- Developer: Psikyo
- Publisher: Psikyo
- Artist: Kouji Ogata
- Composer: Masaki Izutani
- Platforms: Arcade, PlayStation 2, Nintendo Switch, Microsoft Windows, PlayStation 4, Xbox One
- Release: Arcade: 2000 PlayStation 2: June 23, 2006 Nintendo Switch: April 5, 2018 Windows: August 3, 2020 PlayStation 4: June 29, 2022 Xbox One: January 11, 2023
- Genre: Scrolling shooter
- Modes: Single-player, multiplayer
- Arcade system: Psikyo SH2

= Dragon Blaze =

2000 video game

Dragon Blaze is a shoot 'em up arcade game developed and published in 2000 by Psikyo.

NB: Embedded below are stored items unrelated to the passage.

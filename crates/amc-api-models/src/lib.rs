#![forbid(unsafe_code)]
#![deny(
    clippy::all,
    clippy::pedantic,
    clippy::nursery,
    rustdoc::broken_intra_doc_links,
    rustdoc::bare_urls
)]
#![warn(missing_docs, unreachable_pub, unused)]
//! Shared HTTP DTOs for the AMC console API.
//!
//! The server owns the canonical schema; these types mirror what the client
//! caches. Field names follow the wire format (`snake_case` for entity columns,
//! `camelCase` for timestamps and aggregates) so request/response encoding
//! stays deterministic across the client library and the CLI.

use std::fmt;
use std::str::FromStr;

use serde::{Deserialize, Deserializer, Serialize};
use serde_json::{Map, Value};

/// Numeric identifier assigned by the server to clients and chargers.
pub type EntityId = i64;

/// Default page size used by list screens.
pub const DEFAULT_PAGE_SIZE: u32 = 10;

/// Lifecycle status of an AMC agreement.
#[derive(Debug, Clone, Copy, Serialize, Deserialize, PartialEq, Eq, Hash, Default)]
#[serde(rename_all = "SCREAMING_SNAKE_CASE")]
pub enum AmcStatus {
    /// Created but not yet started.
    #[default]
    Pending,
    /// Contract currently in force.
    Active,
    /// Manually disabled.
    Inactive,
    /// Contract end date has passed.
    Expired,
    /// Status value the client does not recognise.
    #[serde(other)]
    Unknown,
}

impl AmcStatus {
    /// Wire representation of the status.
    #[must_use]
    pub const fn as_str(self) -> &'static str {
        match self {
            Self::Pending => "PENDING",
            Self::Active => "ACTIVE",
            Self::Inactive => "INACTIVE",
            Self::Expired => "EXPIRED",
            Self::Unknown => "UNKNOWN",
        }
    }
}

impl fmt::Display for AmcStatus {
    fn fmt(&self, f: &mut fmt::Formatter<'_>) -> fmt::Result {
        f.write_str(self.as_str())
    }
}

impl FromStr for AmcStatus {
    type Err = ParseStatusError;

    fn from_str(value: &str) -> Result<Self, Self::Err> {
        match value.trim().to_ascii_uppercase().as_str() {
            "PENDING" => Ok(Self::Pending),
            "ACTIVE" => Ok(Self::Active),
            "INACTIVE" => Ok(Self::Inactive),
            "EXPIRED" => Ok(Self::Expired),
            _ => Err(ParseStatusError {
                value: value.to_string(),
            }),
        }
    }
}

/// Raised when a status string does not name a known status.
#[derive(Debug, Clone, PartialEq, Eq)]
pub struct ParseStatusError {
    /// Offending input.
    pub value: String,
}

impl fmt::Display for ParseStatusError {
    fn fmt(&self, f: &mut fmt::Formatter<'_>) -> fmt::Result {
        write!(f, "unknown status '{}'", self.value)
    }
}

impl std::error::Error for ParseStatusError {}

/// Status filter applied to list endpoints. `All` disables filtering.
#[derive(Debug, Clone, Copy, PartialEq, Eq, Hash, Default)]
pub enum StatusFilter {
    /// No status filtering.
    #[default]
    All,
    /// Only entries with the given status.
    Only(AmcStatus),
}

impl StatusFilter {
    /// Value sent as the `status` query parameter.
    #[must_use]
    pub const fn as_query(self) -> &'static str {
        match self {
            Self::All => "All",
            Self::Only(status) => status.as_str(),
        }
    }
}

impl fmt::Display for StatusFilter {
    fn fmt(&self, f: &mut fmt::Formatter<'_>) -> fmt::Result {
        f.write_str(self.as_query())
    }
}

impl FromStr for StatusFilter {
    type Err = ParseStatusError;

    fn from_str(value: &str) -> Result<Self, Self::Err> {
        if value.trim().eq_ignore_ascii_case("all") {
            return Ok(Self::All);
        }
        value.parse().map(Self::Only)
    }
}

impl Serialize for StatusFilter {
    fn serialize<S: serde::Serializer>(&self, serializer: S) -> Result<S::Ok, S::Error> {
        serializer.serialize_str(self.as_query())
    }
}

/// Renewal increment assumed when a client has none recorded.
const DEFAULT_INCREMENT_VALUE: f64 = 1.0;

/// Read an explicit `null` the same way as a missing key.
fn null_as_default<'de, D, T>(deserializer: D) -> Result<T, D::Error>
where
    D: Deserializer<'de>,
    T: Default + Deserialize<'de>,
{
    Option::<T>::deserialize(deserializer).map(Option::unwrap_or_default)
}

const fn default_increment() -> f64 {
    DEFAULT_INCREMENT_VALUE
}

fn increment_or_default<'de, D: Deserializer<'de>>(deserializer: D) -> Result<f64, D::Error> {
    Option::<f64>::deserialize(deserializer).map(|value| value.unwrap_or(DEFAULT_INCREMENT_VALUE))
}

/// Client record with its AMC terms.
#[derive(Debug, Clone, Serialize, Deserialize, PartialEq)]
pub struct Client {
    /// Server identifier.
    pub id: EntityId,
    /// Contact email.
    pub email: String,
    /// Contact phone.
    #[serde(default, deserialize_with = "null_as_default")]
    pub phone: String,
    /// AMC start date (ISO-8601).
    pub amc_start: Option<String>,
    /// AMC end date (ISO-8601).
    pub amc_end: Option<String>,
    /// Contract status.
    #[serde(default, deserialize_with = "null_as_default")]
    pub status: AmcStatus,
    /// Integration token issued for the client.
    pub token: Option<String>,
    /// Client domain.
    pub domain: Option<String>,
    /// Maintenance hours covered by the AMC.
    #[serde(default, deserialize_with = "null_as_default")]
    pub amc_hours: u32,
    /// Number of chargers covered by the AMC.
    #[serde(default, deserialize_with = "null_as_default")]
    pub chargers_for_amc: u32,
    /// Increment value applied on renewal.
    #[serde(default = "default_increment", deserialize_with = "increment_or_default")]
    pub increment_value: f64,
    /// Chargers attached to the client, when the endpoint joins them.
    #[serde(default, skip_serializing_if = "Option::is_none")]
    pub chargers: Option<Vec<Charger>>,
    /// Aggregated charger count, when the endpoint computes it.
    #[serde(
        rename = "totalChargers",
        default,
        skip_serializing_if = "Option::is_none"
    )]
    pub total_chargers: Option<u32>,
    /// Creation timestamp.
    #[serde(rename = "createdAt", default, skip_serializing_if = "Option::is_none")]
    pub created_at: Option<String>,
    /// Last update timestamp.
    #[serde(rename = "updatedAt", default, skip_serializing_if = "Option::is_none")]
    pub updated_at: Option<String>,
}

/// Charger record.
#[derive(Debug, Clone, Serialize, Deserialize, PartialEq, Eq)]
pub struct Charger {
    /// Server identifier.
    pub id: EntityId,
    /// Hardware identifier printed on the device.
    #[serde(default, deserialize_with = "null_as_default")]
    pub charger_id: String,
    /// Charger model/type.
    pub charger_type: Option<String>,
    /// AMC start date (ISO-8601).
    pub amc_start: Option<String>,
    /// AMC end date (ISO-8601).
    pub amc_end: Option<String>,
    /// Contract status.
    #[serde(default, deserialize_with = "null_as_default")]
    pub status: AmcStatus,
    /// Creation timestamp.
    #[serde(rename = "createdAt", default, skip_serializing_if = "Option::is_none")]
    pub created_at: Option<String>,
    /// Last update timestamp.
    #[serde(rename = "updatedAt", default, skip_serializing_if = "Option::is_none")]
    pub updated_at: Option<String>,
    /// Owning client, when the endpoint joins it.
    #[serde(default, skip_serializing_if = "Option::is_none")]
    pub client: Option<ChargerClient>,
}

/// Client summary joined onto a charger.
#[derive(Debug, Clone, Serialize, Deserialize, PartialEq, Eq)]
pub struct ChargerClient {
    /// Client identifier.
    pub id: EntityId,
    /// Display name.
    pub name: Option<String>,
    /// Contact email.
    pub email: Option<String>,
    /// Contact phone.
    pub phone: Option<String>,
}

/// Standard `{ data, message }` response wrapper.
#[derive(Debug, Clone, Serialize, Deserialize, PartialEq)]
pub struct ApiEnvelope<T> {
    /// Response payload.
    pub data: T,
    /// Optional server message.
    #[serde(default, skip_serializing_if = "Option::is_none")]
    pub message: Option<String>,
}

/// Error body returned by the server on failure statuses.
#[derive(Debug, Clone, Default, Serialize, Deserialize, PartialEq, Eq)]
pub struct ErrorBody {
    /// Human-readable failure description.
    pub message: Option<String>,
}

/// Pagination block as returned by list endpoints.
///
/// Client lists report `currentPage`/`totalClients`/`limit` while charger lists
/// report `page`/`total`; both spellings are accepted.
#[derive(Debug, Clone, Copy, Serialize, Deserialize, PartialEq, Eq)]
pub struct PaginationDto {
    /// One-based page index.
    #[serde(rename = "currentPage", alias = "page", default = "first_page")]
    pub current_page: u32,
    /// Total page count.
    #[serde(rename = "totalPages", default = "first_page")]
    pub total_pages: u32,
    /// Total matching records.
    #[serde(
        rename = "total",
        alias = "totalClients",
        alias = "totalChargers",
        default
    )]
    pub total: u64,
    /// Page size echoed by the server.
    #[serde(default, skip_serializing_if = "Option::is_none")]
    pub limit: Option<u32>,
}

const fn first_page() -> u32 {
    1
}

/// Payload of `GET /clients`.
#[derive(Debug, Clone, Serialize, Deserialize, PartialEq)]
pub struct ClientList {
    /// Clients on the requested page.
    pub clients: Vec<Client>,
    /// Pagination metadata.
    pub pagination: PaginationDto,
}

/// Payload of `GET /chargers` and `GET /chargers/client/:id`.
#[derive(Debug, Clone, Serialize, Deserialize, PartialEq, Eq)]
pub struct ChargerList {
    /// Chargers on the requested page.
    pub chargers: Vec<Charger>,
    /// Pagination metadata.
    pub pagination: PaginationDto,
}

/// Query parameters shared by list endpoints.
#[derive(Debug, Clone, Serialize, PartialEq, Eq)]
pub struct ListQuery {
    /// One-based page index.
    pub page: u32,
    /// Page size.
    pub limit: u32,
    /// Free-text search.
    pub search: String,
    /// Status filter.
    pub status: StatusFilter,
}

impl Default for ListQuery {
    fn default() -> Self {
        Self {
            page: 1,
            limit: DEFAULT_PAGE_SIZE,
            search: String::new(),
            status: StatusFilter::All,
        }
    }
}

/// Token payload returned by login and refresh.
#[derive(Debug, Clone, Default, Serialize, Deserialize, PartialEq, Eq)]
pub struct TokenPayload {
    /// Bearer token, absent when the server declined to issue one.
    pub token: Option<String>,
}

/// `POST /auth/login` body.
#[derive(Clone, Serialize, PartialEq, Eq)]
pub struct LoginRequest {
    /// Account email.
    pub email: String,
    /// Account password.
    pub password: String,
}

impl fmt::Debug for LoginRequest {
    fn fmt(&self, f: &mut fmt::Formatter<'_>) -> fmt::Result {
        f.debug_struct("LoginRequest")
            .field("email", &self.email)
            .field("password", &"<redacted>")
            .finish()
    }
}

/// Authenticated user as returned by `GET /auth/me`.
#[derive(Debug, Clone, Default, Serialize, Deserialize, PartialEq)]
pub struct CurrentUser {
    /// User identifier.
    pub id: Option<EntityId>,
    /// Account email.
    pub email: Option<String>,
    /// Display name.
    pub name: Option<String>,
    /// Role label.
    pub role: Option<String>,
    /// Fields the client does not model.
    #[serde(flatten)]
    pub extra: Map<String, Value>,
}

impl CurrentUser {
    /// Best available label for display.
    #[must_use]
    pub fn display_name(&self) -> &str {
        self.name
            .as_deref()
            .or(self.email.as_deref())
            .unwrap_or("unknown user")
    }
}

/// Body for `POST /clients` and `PUT /clients/:id`.
#[derive(Debug, Clone, Serialize, Deserialize, PartialEq)]
pub struct ClientPayload {
    /// Contact email.
    pub email: String,
    /// Contact phone.
    pub phone: String,
    /// AMC start date (`YYYY-MM-DD`).
    #[serde(skip_serializing_if = "Option::is_none")]
    pub amc_start: Option<String>,
    /// AMC end date (`YYYY-MM-DD`).
    #[serde(skip_serializing_if = "Option::is_none")]
    pub amc_end: Option<String>,
    /// Contract status.
    pub status: AmcStatus,
    /// Client domain.
    #[serde(skip_serializing_if = "Option::is_none")]
    pub domain: Option<String>,
    /// Maintenance hours covered.
    pub amc_hours: u32,
    /// Chargers covered.
    pub chargers_for_amc: u32,
    /// Renewal increment.
    pub increment_value: f64,
}

/// Body for `PUT /chargers/:id`.
#[derive(Debug, Clone, Default, Serialize, Deserialize, PartialEq, Eq)]
pub struct ChargerUpdate {
    /// New AMC start date.
    #[serde(skip_serializing_if = "Option::is_none")]
    pub amc_start: Option<String>,
    /// New AMC end date.
    #[serde(skip_serializing_if = "Option::is_none")]
    pub amc_end: Option<String>,
    /// New status.
    #[serde(skip_serializing_if = "Option::is_none")]
    pub status: Option<AmcStatus>,
}

impl ChargerUpdate {
    /// Whether the update carries no changes.
    #[must_use]
    pub const fn is_empty(&self) -> bool {
        self.amc_start.is_none() && self.amc_end.is_none() && self.status.is_none()
    }
}

/// Headline counters shown on the dashboard.
#[derive(Debug, Clone, Copy, Default, Serialize, Deserialize, PartialEq, Eq)]
#[serde(rename_all = "camelCase")]
pub struct DashboardStats {
    /// Total clients.
    #[serde(default)]
    pub total_clients: u64,
    /// Total chargers.
    #[serde(default)]
    pub total_chargers: u64,
    /// Chargers whose AMC is about to expire.
    #[serde(default)]
    pub expiring_chargers: u64,
    /// Recently registered chargers.
    #[serde(default)]
    pub new_chargers: u64,
}

/// Payload of `GET /dashboard`.
#[derive(Debug, Clone, Default, Serialize, Deserialize, PartialEq)]
pub struct DashboardData {
    /// Headline counters.
    #[serde(default)]
    pub stats: DashboardStats,
    /// Clients whose AMC is about to expire.
    #[serde(rename = "expiringClientsData", default)]
    pub expiring_clients: Vec<Client>,
    /// Chargers whose AMC is about to expire.
    #[serde(rename = "expiringChargersData", default)]
    pub expiring_chargers: Vec<Charger>,
}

It was ported to the PlayStation 2 as part of Taito's Psikyo Shooting Collection Vol. 3: Sol Divide & Dragon Blaze compilation in 2005. The game was later also released on its own as a budget range title for the PlayStation 2 in Europe by 505 Games on 2006. In 2018 the game was ported to the Nintendo Switch by Zerodiv as part of their series of re-releases of classic Psikyo games. The game was later ported to Microsoft Windows, PlayStation 4 and Xbox One.

==Gameplay==

Arcade version screenshot, showing Ian battling multiple opponents

Dragon Blaze plays like many typical 2D vertically scrolling shooters by Psikyo, although this game is closer to the bullet hell genre than most of the company's other output and the color of the enemies' bullets has been changed from Psikyo's trademark orange to a neon purple. The game gives each character (Quaid, Sonia, Ian, Rob) the standard normal shot, charged shot, and magic bomb, but each character also rides a dragon, which can be dismounted and be used as a weapon itself. The dismounted dragon initially acts as a piercing weapon, and then remains stationary shooting until the player calls it back using the same button. It can also be used to collect items.

== Reception ==
In Japan, Game Machine listed Dragon Blaze on their November 1, 2000 issue as being the fourth best-performing arcade game at the time.